Data
────────────────

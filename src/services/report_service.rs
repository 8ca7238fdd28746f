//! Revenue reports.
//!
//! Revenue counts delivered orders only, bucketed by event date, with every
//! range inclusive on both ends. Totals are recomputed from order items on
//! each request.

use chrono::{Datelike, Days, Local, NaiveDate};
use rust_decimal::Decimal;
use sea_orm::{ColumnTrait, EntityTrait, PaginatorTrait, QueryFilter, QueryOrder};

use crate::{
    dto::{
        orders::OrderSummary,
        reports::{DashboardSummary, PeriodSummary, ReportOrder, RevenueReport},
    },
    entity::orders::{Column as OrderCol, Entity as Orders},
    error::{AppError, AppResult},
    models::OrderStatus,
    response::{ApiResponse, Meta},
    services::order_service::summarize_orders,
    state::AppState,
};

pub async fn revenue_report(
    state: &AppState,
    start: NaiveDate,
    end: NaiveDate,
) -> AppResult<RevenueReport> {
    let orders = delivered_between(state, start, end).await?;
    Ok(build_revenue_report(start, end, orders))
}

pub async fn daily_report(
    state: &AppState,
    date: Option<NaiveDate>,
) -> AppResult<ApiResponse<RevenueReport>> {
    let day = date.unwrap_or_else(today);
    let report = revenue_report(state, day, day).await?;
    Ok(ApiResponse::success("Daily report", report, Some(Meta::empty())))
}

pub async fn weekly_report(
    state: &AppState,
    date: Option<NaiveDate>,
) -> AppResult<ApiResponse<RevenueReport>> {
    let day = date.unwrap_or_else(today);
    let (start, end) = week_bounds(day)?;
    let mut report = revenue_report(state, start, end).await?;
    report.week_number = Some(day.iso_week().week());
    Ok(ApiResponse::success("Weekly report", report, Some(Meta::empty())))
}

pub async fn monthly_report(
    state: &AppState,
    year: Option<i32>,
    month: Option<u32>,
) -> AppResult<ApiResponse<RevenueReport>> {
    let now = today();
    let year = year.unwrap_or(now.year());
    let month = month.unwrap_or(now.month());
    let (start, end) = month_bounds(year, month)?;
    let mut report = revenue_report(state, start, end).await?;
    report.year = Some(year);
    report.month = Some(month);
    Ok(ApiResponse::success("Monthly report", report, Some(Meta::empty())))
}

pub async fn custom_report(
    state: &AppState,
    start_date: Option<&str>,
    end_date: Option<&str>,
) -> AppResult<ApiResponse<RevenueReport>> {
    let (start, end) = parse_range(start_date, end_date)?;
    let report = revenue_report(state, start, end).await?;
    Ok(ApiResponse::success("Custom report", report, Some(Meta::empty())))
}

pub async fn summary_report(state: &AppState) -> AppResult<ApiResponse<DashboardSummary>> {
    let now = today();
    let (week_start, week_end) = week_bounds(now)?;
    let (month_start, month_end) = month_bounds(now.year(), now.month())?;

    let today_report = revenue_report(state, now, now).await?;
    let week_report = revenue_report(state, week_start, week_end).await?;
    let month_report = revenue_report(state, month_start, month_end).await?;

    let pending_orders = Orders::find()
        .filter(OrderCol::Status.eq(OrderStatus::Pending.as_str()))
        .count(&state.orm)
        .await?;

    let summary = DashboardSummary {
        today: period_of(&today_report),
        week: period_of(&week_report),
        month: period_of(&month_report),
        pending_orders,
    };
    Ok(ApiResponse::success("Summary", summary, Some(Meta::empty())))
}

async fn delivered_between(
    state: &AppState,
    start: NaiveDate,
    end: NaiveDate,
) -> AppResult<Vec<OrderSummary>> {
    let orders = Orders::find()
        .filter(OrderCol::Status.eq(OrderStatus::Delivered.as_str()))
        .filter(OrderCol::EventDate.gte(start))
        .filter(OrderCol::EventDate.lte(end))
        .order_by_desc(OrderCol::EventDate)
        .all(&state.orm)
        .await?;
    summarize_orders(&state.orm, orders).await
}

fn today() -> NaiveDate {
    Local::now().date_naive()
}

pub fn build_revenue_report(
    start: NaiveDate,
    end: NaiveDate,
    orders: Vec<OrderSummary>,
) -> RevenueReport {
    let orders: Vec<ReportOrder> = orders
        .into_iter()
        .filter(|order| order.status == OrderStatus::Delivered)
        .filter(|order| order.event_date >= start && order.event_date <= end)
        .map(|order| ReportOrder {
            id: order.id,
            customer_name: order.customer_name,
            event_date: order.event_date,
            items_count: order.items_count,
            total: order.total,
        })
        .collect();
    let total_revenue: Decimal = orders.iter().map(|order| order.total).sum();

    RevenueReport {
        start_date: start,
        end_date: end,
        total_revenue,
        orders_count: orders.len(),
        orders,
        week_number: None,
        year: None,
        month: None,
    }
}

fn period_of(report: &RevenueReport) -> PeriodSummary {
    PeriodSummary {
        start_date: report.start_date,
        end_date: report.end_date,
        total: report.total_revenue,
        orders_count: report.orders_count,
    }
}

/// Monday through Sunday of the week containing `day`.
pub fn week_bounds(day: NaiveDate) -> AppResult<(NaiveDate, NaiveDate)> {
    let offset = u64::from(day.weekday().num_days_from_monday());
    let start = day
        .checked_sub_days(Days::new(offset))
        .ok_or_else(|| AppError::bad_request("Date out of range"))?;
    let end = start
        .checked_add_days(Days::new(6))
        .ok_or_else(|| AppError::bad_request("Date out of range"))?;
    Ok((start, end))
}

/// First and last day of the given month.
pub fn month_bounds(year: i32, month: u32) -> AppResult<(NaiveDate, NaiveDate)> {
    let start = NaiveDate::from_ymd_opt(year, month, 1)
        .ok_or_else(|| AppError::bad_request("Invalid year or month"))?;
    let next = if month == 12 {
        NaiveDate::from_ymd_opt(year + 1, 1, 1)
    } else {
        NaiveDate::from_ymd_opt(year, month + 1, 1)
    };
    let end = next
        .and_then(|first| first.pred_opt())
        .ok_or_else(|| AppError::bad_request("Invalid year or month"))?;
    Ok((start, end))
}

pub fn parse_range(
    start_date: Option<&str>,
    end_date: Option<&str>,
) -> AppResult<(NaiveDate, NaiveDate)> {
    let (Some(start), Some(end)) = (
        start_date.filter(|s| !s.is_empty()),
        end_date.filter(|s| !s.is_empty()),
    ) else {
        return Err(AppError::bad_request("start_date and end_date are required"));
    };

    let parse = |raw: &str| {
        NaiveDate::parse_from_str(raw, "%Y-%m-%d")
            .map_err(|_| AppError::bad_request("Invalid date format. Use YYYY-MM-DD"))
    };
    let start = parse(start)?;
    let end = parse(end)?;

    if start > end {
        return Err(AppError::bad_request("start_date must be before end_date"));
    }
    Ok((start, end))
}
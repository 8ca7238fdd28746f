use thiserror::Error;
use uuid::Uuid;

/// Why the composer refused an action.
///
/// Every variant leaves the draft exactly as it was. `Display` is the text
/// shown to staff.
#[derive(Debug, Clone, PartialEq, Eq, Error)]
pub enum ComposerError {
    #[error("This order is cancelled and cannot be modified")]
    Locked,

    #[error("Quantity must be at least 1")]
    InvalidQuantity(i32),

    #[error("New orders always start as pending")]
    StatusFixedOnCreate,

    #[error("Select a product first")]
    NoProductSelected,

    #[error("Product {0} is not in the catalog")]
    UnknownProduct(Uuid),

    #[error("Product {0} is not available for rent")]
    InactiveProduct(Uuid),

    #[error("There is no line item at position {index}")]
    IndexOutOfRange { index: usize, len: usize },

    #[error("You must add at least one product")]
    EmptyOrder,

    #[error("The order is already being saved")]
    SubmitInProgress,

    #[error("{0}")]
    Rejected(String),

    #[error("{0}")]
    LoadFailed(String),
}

────────────────

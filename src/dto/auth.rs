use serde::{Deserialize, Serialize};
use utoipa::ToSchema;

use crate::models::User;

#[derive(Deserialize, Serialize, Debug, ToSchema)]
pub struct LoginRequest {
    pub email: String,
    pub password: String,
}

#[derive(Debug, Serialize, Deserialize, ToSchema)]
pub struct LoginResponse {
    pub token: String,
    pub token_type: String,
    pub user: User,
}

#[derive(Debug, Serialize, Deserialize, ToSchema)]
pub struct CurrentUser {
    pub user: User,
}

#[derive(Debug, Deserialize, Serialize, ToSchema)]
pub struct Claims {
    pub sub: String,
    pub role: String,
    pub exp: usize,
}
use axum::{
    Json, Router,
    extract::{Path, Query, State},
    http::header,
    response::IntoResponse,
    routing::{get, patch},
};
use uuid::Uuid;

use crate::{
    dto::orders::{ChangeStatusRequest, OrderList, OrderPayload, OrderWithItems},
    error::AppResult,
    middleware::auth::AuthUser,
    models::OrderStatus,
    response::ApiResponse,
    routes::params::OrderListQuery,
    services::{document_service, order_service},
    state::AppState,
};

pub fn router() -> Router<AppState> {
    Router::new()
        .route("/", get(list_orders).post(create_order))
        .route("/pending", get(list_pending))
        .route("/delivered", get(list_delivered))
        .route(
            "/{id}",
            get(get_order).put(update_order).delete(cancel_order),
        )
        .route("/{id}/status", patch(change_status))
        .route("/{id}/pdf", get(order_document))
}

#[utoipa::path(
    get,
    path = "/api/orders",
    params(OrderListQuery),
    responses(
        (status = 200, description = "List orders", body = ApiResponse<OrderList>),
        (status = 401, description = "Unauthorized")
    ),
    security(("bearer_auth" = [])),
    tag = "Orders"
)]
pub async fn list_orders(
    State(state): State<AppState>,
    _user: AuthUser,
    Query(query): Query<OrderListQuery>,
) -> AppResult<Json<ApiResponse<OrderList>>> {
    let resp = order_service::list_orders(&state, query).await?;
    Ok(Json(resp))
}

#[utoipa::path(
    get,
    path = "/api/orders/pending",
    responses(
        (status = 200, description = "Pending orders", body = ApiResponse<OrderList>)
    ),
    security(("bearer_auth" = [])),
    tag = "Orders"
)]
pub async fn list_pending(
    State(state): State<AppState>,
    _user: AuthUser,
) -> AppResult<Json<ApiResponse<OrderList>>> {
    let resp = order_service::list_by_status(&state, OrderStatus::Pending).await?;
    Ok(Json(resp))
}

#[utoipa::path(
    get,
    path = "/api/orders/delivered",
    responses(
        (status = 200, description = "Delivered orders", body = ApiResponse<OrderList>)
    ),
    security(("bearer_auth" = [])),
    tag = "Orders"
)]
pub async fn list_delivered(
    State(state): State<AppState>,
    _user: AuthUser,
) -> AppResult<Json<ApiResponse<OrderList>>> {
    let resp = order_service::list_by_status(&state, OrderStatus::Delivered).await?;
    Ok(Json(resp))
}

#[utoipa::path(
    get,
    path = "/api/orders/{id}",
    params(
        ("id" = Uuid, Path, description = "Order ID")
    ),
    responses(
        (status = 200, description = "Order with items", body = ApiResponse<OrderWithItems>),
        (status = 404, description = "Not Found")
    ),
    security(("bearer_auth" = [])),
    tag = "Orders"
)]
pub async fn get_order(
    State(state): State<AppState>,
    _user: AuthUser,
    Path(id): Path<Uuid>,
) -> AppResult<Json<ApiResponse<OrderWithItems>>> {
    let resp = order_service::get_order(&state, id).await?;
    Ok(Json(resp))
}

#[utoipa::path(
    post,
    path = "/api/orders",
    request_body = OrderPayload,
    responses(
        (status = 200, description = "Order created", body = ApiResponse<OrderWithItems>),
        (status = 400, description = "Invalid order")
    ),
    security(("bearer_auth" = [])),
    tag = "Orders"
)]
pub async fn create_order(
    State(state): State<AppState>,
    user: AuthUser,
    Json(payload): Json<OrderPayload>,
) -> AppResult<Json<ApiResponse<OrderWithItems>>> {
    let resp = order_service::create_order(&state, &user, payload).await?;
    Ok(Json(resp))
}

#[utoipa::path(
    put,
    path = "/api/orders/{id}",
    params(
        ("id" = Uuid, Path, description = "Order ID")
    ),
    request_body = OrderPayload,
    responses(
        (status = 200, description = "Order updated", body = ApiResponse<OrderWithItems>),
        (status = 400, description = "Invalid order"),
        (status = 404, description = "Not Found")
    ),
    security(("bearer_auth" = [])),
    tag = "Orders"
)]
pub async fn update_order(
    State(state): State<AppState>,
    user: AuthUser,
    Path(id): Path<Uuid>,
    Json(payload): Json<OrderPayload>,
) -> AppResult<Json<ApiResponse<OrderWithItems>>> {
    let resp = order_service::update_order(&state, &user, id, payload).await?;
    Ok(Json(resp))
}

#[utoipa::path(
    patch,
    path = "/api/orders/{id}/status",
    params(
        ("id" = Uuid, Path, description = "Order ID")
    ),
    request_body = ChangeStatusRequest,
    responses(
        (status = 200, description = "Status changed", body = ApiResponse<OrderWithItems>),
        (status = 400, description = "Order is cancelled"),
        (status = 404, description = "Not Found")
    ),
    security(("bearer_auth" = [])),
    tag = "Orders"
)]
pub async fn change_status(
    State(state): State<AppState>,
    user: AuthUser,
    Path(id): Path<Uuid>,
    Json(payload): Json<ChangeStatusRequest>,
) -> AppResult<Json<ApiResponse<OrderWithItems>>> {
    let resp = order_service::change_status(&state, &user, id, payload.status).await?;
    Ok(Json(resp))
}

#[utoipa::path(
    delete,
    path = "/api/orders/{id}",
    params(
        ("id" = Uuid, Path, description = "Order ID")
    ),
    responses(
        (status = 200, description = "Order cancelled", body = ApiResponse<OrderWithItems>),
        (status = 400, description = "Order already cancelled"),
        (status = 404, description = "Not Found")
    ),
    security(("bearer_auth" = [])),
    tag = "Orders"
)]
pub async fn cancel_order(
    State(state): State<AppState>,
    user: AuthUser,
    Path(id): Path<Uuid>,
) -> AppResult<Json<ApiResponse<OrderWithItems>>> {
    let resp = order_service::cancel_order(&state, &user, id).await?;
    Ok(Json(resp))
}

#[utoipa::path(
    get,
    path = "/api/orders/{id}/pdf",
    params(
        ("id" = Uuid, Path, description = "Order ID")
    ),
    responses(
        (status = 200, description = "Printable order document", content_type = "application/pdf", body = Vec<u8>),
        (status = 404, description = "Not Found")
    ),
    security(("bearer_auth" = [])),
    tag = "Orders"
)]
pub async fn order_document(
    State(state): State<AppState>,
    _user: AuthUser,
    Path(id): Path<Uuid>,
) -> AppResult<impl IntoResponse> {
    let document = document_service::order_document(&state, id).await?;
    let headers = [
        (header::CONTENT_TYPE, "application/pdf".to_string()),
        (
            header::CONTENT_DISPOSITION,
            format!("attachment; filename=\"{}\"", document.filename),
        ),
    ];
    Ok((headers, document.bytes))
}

────────────────

What is needed
The number of lines containing "Decimal" is all that is wanted; tally them in the data.

Task output
2